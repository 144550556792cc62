//! State shared by the phases of one rollout.

use std::future::Future;
use std::time::Duration;

use rollguard_cluster::{ClusterGateway, GatewayResult, RolloutState, retry_transient};
use rollguard_core::{Deployment, HealthVerdict};
use rollguard_health::{GateTarget, HealthGate};
use tokio::sync::watch;
use tokio::time::Instant;
use tracing::{info, warn};

use crate::error::{FailureCause, PhaseFailure};
use crate::strategy::StrategySettings;

pub struct RolloutContext<'a> {
    pub gateway: &'a dyn ClusterGateway,
    pub gate: &'a HealthGate,
    pub settings: &'a StrategySettings,
    pub deployment: &'a mut Deployment,
    shutdown: watch::Receiver<bool>,
}

impl<'a> RolloutContext<'a> {
    pub fn new(
        gateway: &'a dyn ClusterGateway,
        gate: &'a HealthGate,
        settings: &'a StrategySettings,
        deployment: &'a mut Deployment,
        shutdown: watch::Receiver<bool>,
    ) -> Self {
        Self {
            gateway,
            gate,
            settings,
            deployment,
            shutdown,
        }
    }

    pub fn namespace(&self) -> String {
        self.deployment.namespace.clone()
    }

    // ── Phase log ──────────────────────────────────────────────────

    pub fn begin(&mut self, phase: &str) -> usize {
        info!(deployment = %self.deployment.id, %phase, "phase started");
        self.deployment.begin_phase(phase)
    }

    /// Close the phase at `index` from its result.
    pub fn finish<T>(
        &mut self,
        index: usize,
        result: Result<T, FailureCause>,
    ) -> Result<T, PhaseFailure> {
        let phase = self
            .deployment
            .phases
            .get(index)
            .map(|p| p.name.clone())
            .unwrap_or_default();
        match result {
            Ok(value) => {
                self.deployment.complete_phase(index);
                info!(deployment = %self.deployment.id, %phase, "phase completed");
                Ok(value)
            }
            Err(cause) => {
                self.deployment.fail_phase(index, &cause.to_string());
                warn!(deployment = %self.deployment.id, %phase, error = %cause, "phase failed");
                Err(PhaseFailure { phase, cause })
            }
        }
    }

    /// Record that traffic-serving state is about to change.
    pub fn mark_live_mutated(&mut self) {
        self.deployment.live_mutated = true;
    }

    // ── Cluster calls ──────────────────────────────────────────────

    /// Run a gateway call under the strategy's transient retry budget.
    pub async fn call<T, F, Fut>(&self, operation: &str, op: F) -> Result<T, FailureCause>
    where
        F: FnMut() -> Fut,
        Fut: Future<Output = GatewayResult<T>>,
    {
        retry_transient(
            operation,
            self.settings.retry_budget,
            self.settings.retry_backoff,
            op,
        )
        .await
        .map_err(FailureCause::Gateway)
    }

    /// Wait for a deployment's rollout; a timeout fails the phase.
    pub async fn await_rollout(&self, name: &str) -> Result<(), FailureCause> {
        let gateway = self.gateway;
        let ns = self.namespace();
        let timeout = self.settings.rollout_timeout;
        let state = self
            .call("rollout_status", || {
                gateway.rollout_status("deployment", name, &ns, timeout)
            })
            .await?;
        match state {
            RolloutState::Ready => Ok(()),
            RolloutState::Timeout => Err(FailureCause::RolloutTimeout {
                workload: name.to_string(),
                timeout,
            }),
        }
    }

    /// Delete a workload; already gone counts as deleted.
    pub async fn delete_workload(&self, name: &str) -> Result<(), FailureCause> {
        let gateway = self.gateway;
        let ns = self.namespace();
        match self
            .call("delete", || gateway.delete("deployment", name, &ns))
            .await
        {
            Err(FailureCause::Gateway(e)) if e.is_not_found() => Ok(()),
            other => other,
        }
    }

    /// Run the health gate with the strategy's attempts and interval.
    pub async fn gate(&self, name: &str, selector: &str) -> Result<HealthVerdict, FailureCause> {
        let target = GateTarget::deployment(&self.deployment.namespace, name, selector);
        let verdict = self
            .gate
            .await_ready(&target, self.settings.gate_attempts, self.settings.gate_interval)
            .await;
        if verdict.ready {
            Ok(verdict)
        } else {
            Err(FailureCause::HealthGate {
                target: verdict.target,
                attempts: verdict.attempts,
            })
        }
    }

    // ── Time ───────────────────────────────────────────────────────

    /// Sleep, or fail with `Cancelled` if shutdown is signalled first.
    pub async fn sleep_or_cancel(&mut self, duration: Duration) -> Result<(), FailureCause> {
        let deadline = Instant::now() + duration;
        loop {
            if *self.shutdown.borrow_and_update() {
                return Err(FailureCause::Cancelled);
            }
            tokio::select! {
                _ = tokio::time::sleep_until(deadline) => return Ok(()),
                changed = self.shutdown.changed() => {
                    if changed.is_err() {
                        // Sender gone: nobody can cancel us now.
                        tokio::time::sleep_until(deadline).await;
                        return Ok(());
                    }
                }
            }
        }
    }
}
//! Operator confirmation.

use async_trait::async_trait;
use rollguard_core::RollbackRequest;

/// Asks an operator whether a rollback may proceed.
#[async_trait]
pub trait Confirmer: Send + Sync {
    async fn confirm(&self, request: &RollbackRequest) -> bool;
}

/// Always gives the same answer. Used for `--yes` and in tests.
#[derive(Debug, Clone, Copy)]
pub struct FixedAnswer(pub bool);

#[async_trait]
impl Confirmer for FixedAnswer {
    async fn confirm(&self, _request: &RollbackRequest) -> bool {
        self.0
    }
}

*Work instruction*.
Looking at the entries, how many lines contain the string "bool"? The answer is that number alone.

*Reply*.
5